Sens. Ben Cardin (D-Md.), Chris Van Hollen (D-Md.) and Bernie Sanders (I-Vt.) each tweeted opposition.
U.S. Senate Democrats are reportedly seeking to block pro-Israel legislation introduced last week that Republican leadership has scheduled for Tuesday.
Sens. Ben Cardin (D-Md.), Chris Van Hollen (D-Md.), and Bernie Sanders (I-Vt.) each tweeted opposition to a vote advancing the legislation, citing the partial government shutdown over the past few weeks due to U.S. President Donald Trump not getting funding for a wall along the border with Mexico.
The proposed measure rolls four bills that were introduced in the previous Congress but were not enacted before the end of the year.
Among the measures included were ones to enhance U.S. defense and security assistance in the Middle East, improve the U.S.-Israel strategic relationship, enable state and local governments to fight the anti-Israel BDS movement, and slap on new sanctions against the Syrian regime.
“It’s absurd that the first bill during the shutdown is legislation which punishes Americans who exercise their constitutional right to engage in political activity,” Sanders said in reference to the anti-BDS measure. “Democrats must block consideration of any bills that don’t reopen the government. Let’s get our priorities right.”
Sanders also tweeted, “We should block consideration of all bills on the Senate floor until we end the Trump shutdown and reopen the federal government.”
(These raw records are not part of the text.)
use async_trait::async_trait;
use tracing::info;

/// Email collaborator. The platform only ever sends password-reset mail, so
/// the contract stays minimal; deployments plug in a real transport here.
#[async_trait]
pub trait Mailer: Send + Sync {
    async fn send(&self, to: &str, subject: &str, body: &str) -> anyhow::Result<()>;
}

/// Default transport: writes the mail to the log. Good enough for local
/// development and keeps the reset flow testable without an SMTP server.
pub struct LogMailer;

#[async_trait]
impl Mailer for LogMailer {
    async fn send(&self, to: &str, subject: &str, body: &str) -> anyhow::Result<()> {
        info!(%to, %subject, %body, "outgoing mail");
        Ok(())
    }
}
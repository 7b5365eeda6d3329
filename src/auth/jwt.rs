use std::time::Duration;

use axum::extract::FromRef;
use jsonwebtoken::{decode, encode, DecodingKey, EncodingKey, Header, Validation};
use time::{Duration as TimeDuration, OffsetDateTime};
use tracing::debug;
use uuid::Uuid;

use crate::auth::claims::{Claims, Role, TokenKind};
use crate::config::JwtConfig;
use crate::state::AppState;

/// Holds JWT signing and verification keys with config data.
#[derive(Clone)]
pub struct JwtKeys {
    pub encoding: EncodingKey,
    pub decoding: DecodingKey,
    pub issuer: String,
    pub audience: String,
    pub access_ttl: Duration,
    pub refresh_ttl: Duration,
}

impl FromRef<AppState> for JwtKeys {
    fn from_ref(state: &AppState) -> Self {
        let JwtConfig {
            secret,
            issuer,
            audience,
            ttl_minutes,
            refresh_ttl_minutes,
        } = state.config.jwt.clone();
        Self {
            encoding: EncodingKey::from_secret(secret.as_bytes()),
            decoding: DecodingKey::from_secret(secret.as_bytes()),
            issuer,
            audience,
            access_ttl: Duration::from_secs((ttl_minutes as u64) * 60),
            refresh_ttl: Duration::from_secs((refresh_ttl_minutes as u64) * 60),
        }
    }
}

impl JwtKeys {
    fn sign_with_kind(&self, user_id: Uuid, role: Role, kind: TokenKind) -> anyhow::Result<String> {
        let now = OffsetDateTime::now_utc();
        let ttl = match kind {
            TokenKind::Access => self.access_ttl,
            TokenKind::Refresh => self.refresh_ttl,
        };
        let exp = now + TimeDuration::seconds(ttl.as_secs() as i64);
        let claims = Claims {
            sub: user_id,
            role,
            iat: now.unix_timestamp() as usize,
            exp: exp.unix_timestamp() as usize,
            iss: self.issuer.clone(),
            aud: self.audience.clone(),
            kind,
        };
        let token = encode(&Header::default(), &claims, &self.encoding)?;
        debug!(user_id = %user_id, kind = ?kind, "jwt signed");
        Ok(token)
    }

    pub fn sign_access(&self, user_id: Uuid, role: Role) -> anyhow::Result<String> {
        self.sign_with_kind(user_id, role, TokenKind::Access)
    }

    pub fn sign_refresh(&self, user_id: Uuid, role: Role) -> anyhow::Result<String> {
        self.sign_with_kind(user_id, role, TokenKind::Refresh)
    }

    pub fn verify(&self, token: &str) -> anyhow::Result<Claims> {
        let mut validation = Validation::default();
        validation.set_audience(std::slice::from_ref(&self.audience));
        validation.set_issuer(std::slice::from_ref(&self.issuer));
        let data = decode::<Claims>(token, &self.decoding, &validation)?;
        debug!(user_id = %data.claims.sub, kind = ?data.claims.kind, "jwt verified");
        Ok(data.claims)
    }

    pub fn verify_refresh(&self, token: &str) -> anyhow::Result<Claims> {
        let claims = self.verify(token)?;
        if claims.kind != TokenKind::Refresh {
            anyhow::bail!("not a refresh token");
        }
        Ok(claims)
    }
}

#[cfg(test)]
mod tests {
    use super::*;

    fn make_keys() -> JwtKeys {
        let state = AppState::fake();
        JwtKeys::from_ref(&state)
    }

    #[tokio::test]
    async fn sign_and_verify_access_token() {
        let keys = make_keys();
        let user_id = Uuid::new_v4();
        let token = keys.sign_access(user_id, Role::Applicant).expect("sign access");
        let claims = keys.verify(&token).expect("verify token");
        assert_eq!(claims.sub, user_id);
        assert_eq!(claims.role, Role::Applicant);
        assert_eq!(claims.iss, "test-issuer");
        assert_eq!(claims.aud, "test-aud");
        assert_eq!(claims.kind, TokenKind::Access);
    }

    #[tokio::test]
    async fn sign_and_verify_refresh_token_and_verify_refresh() {
        let keys = make_keys();
        let user_id = Uuid::new_v4();
        let token = keys.sign_refresh(user_id, Role::Hr).expect("sign refresh");
        let claims = keys.verify_refresh(&token).expect("verify refresh");
        assert_eq!(claims.sub, user_id);
        assert_eq!(claims.role, Role::Hr);
        assert_eq!(claims.kind, TokenKind::Refresh);
    }

    #[tokio::test]
    async fn verify_refresh_rejects_access_token() {
        let keys = make_keys();
        let token = keys
            .sign_access(Uuid::new_v4(), Role::Applicant)
            .expect("sign access");
        let err = keys.verify_refresh(&token).unwrap_err();
        assert!(err.to_string().contains("not a refresh token"));
    }

    #[tokio::test]
    async fn verify_rejects_tampered_token() {
        let keys = make_keys();
        let token = keys
            .sign_access(Uuid::new_v4(), Role::Applicant)
            .expect("sign access");
        let mut tampered = token.clone();
        tampered.pop();
        assert!(keys.verify(&tampered).is_err());
    }
}
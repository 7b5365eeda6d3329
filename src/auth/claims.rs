use serde::{Deserialize, Serialize};
use uuid::Uuid;

/// Closed role set. `Staff` is the elevated role: it passes every gate and
/// queries without ownership restriction.
#[derive(Debug, Clone, Copy, Serialize, Deserialize, PartialEq, Eq, sqlx::Type)]
#[serde(rename_all = "lowercase")]
#[sqlx(type_name = "user_role", rename_all = "lowercase")]
pub enum Role {
    Applicant,
    Hr,
    Staff,
}

/// Type of JWT: access or refresh.
#[derive(Debug, Clone, Copy, Serialize, Deserialize, PartialEq, Eq)]
#[serde(rename_all = "lowercase")]
pub enum TokenKind {
    Access,
    Refresh,
}

/// JWT payload used for authentication.
#[derive(Debug, Clone, Serialize, Deserialize)]
pub struct Claims {
    pub sub: Uuid,       // user ID
    pub role: Role,      // authorization role at issue time
    pub iat: usize,      // issued at (unix timestamp)
    pub exp: usize,      // expires at (unix timestamp)
    pub iss: String,     // issuer
    pub aud: String,     // audience
    pub kind: TokenKind, // token type
}
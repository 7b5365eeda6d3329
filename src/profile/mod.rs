//! Applicant profile: the core row, its derived completion score, display
//! DTOs and the file-upload endpoints.

use axum::Router;

use crate::state::AppState;

pub mod completion;
pub mod dto;
pub mod handlers;
pub mod repo;
pub mod uploads;

pub fn router() -> Router<AppState> {
    Router::new()
        .merge(handlers::router())
        .merge(uploads::router())
}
“Senate Democrats should block consideration of any bills unrelated to opening the government until Sen. Mitch McConnell and Senate Republicans allow a vote on the bipartisan bills the House passed to open the government,” tweeted Van Hollen. “Mitch, don’t delay. Let’s vote!”
Cardin, who wanted to insert his Israel Anti-Boycott Act into spending legislation last month, shared Van Hollen’s Twitter post and added, “Agreed. This isn’t business as usual. This is a crisis, a fundamental failure to govern, and Americans are suffering for it.
“The Senate should not take up any bills unrelated to reopening the government until [McConnell] lets us vote on exactly that,” he added.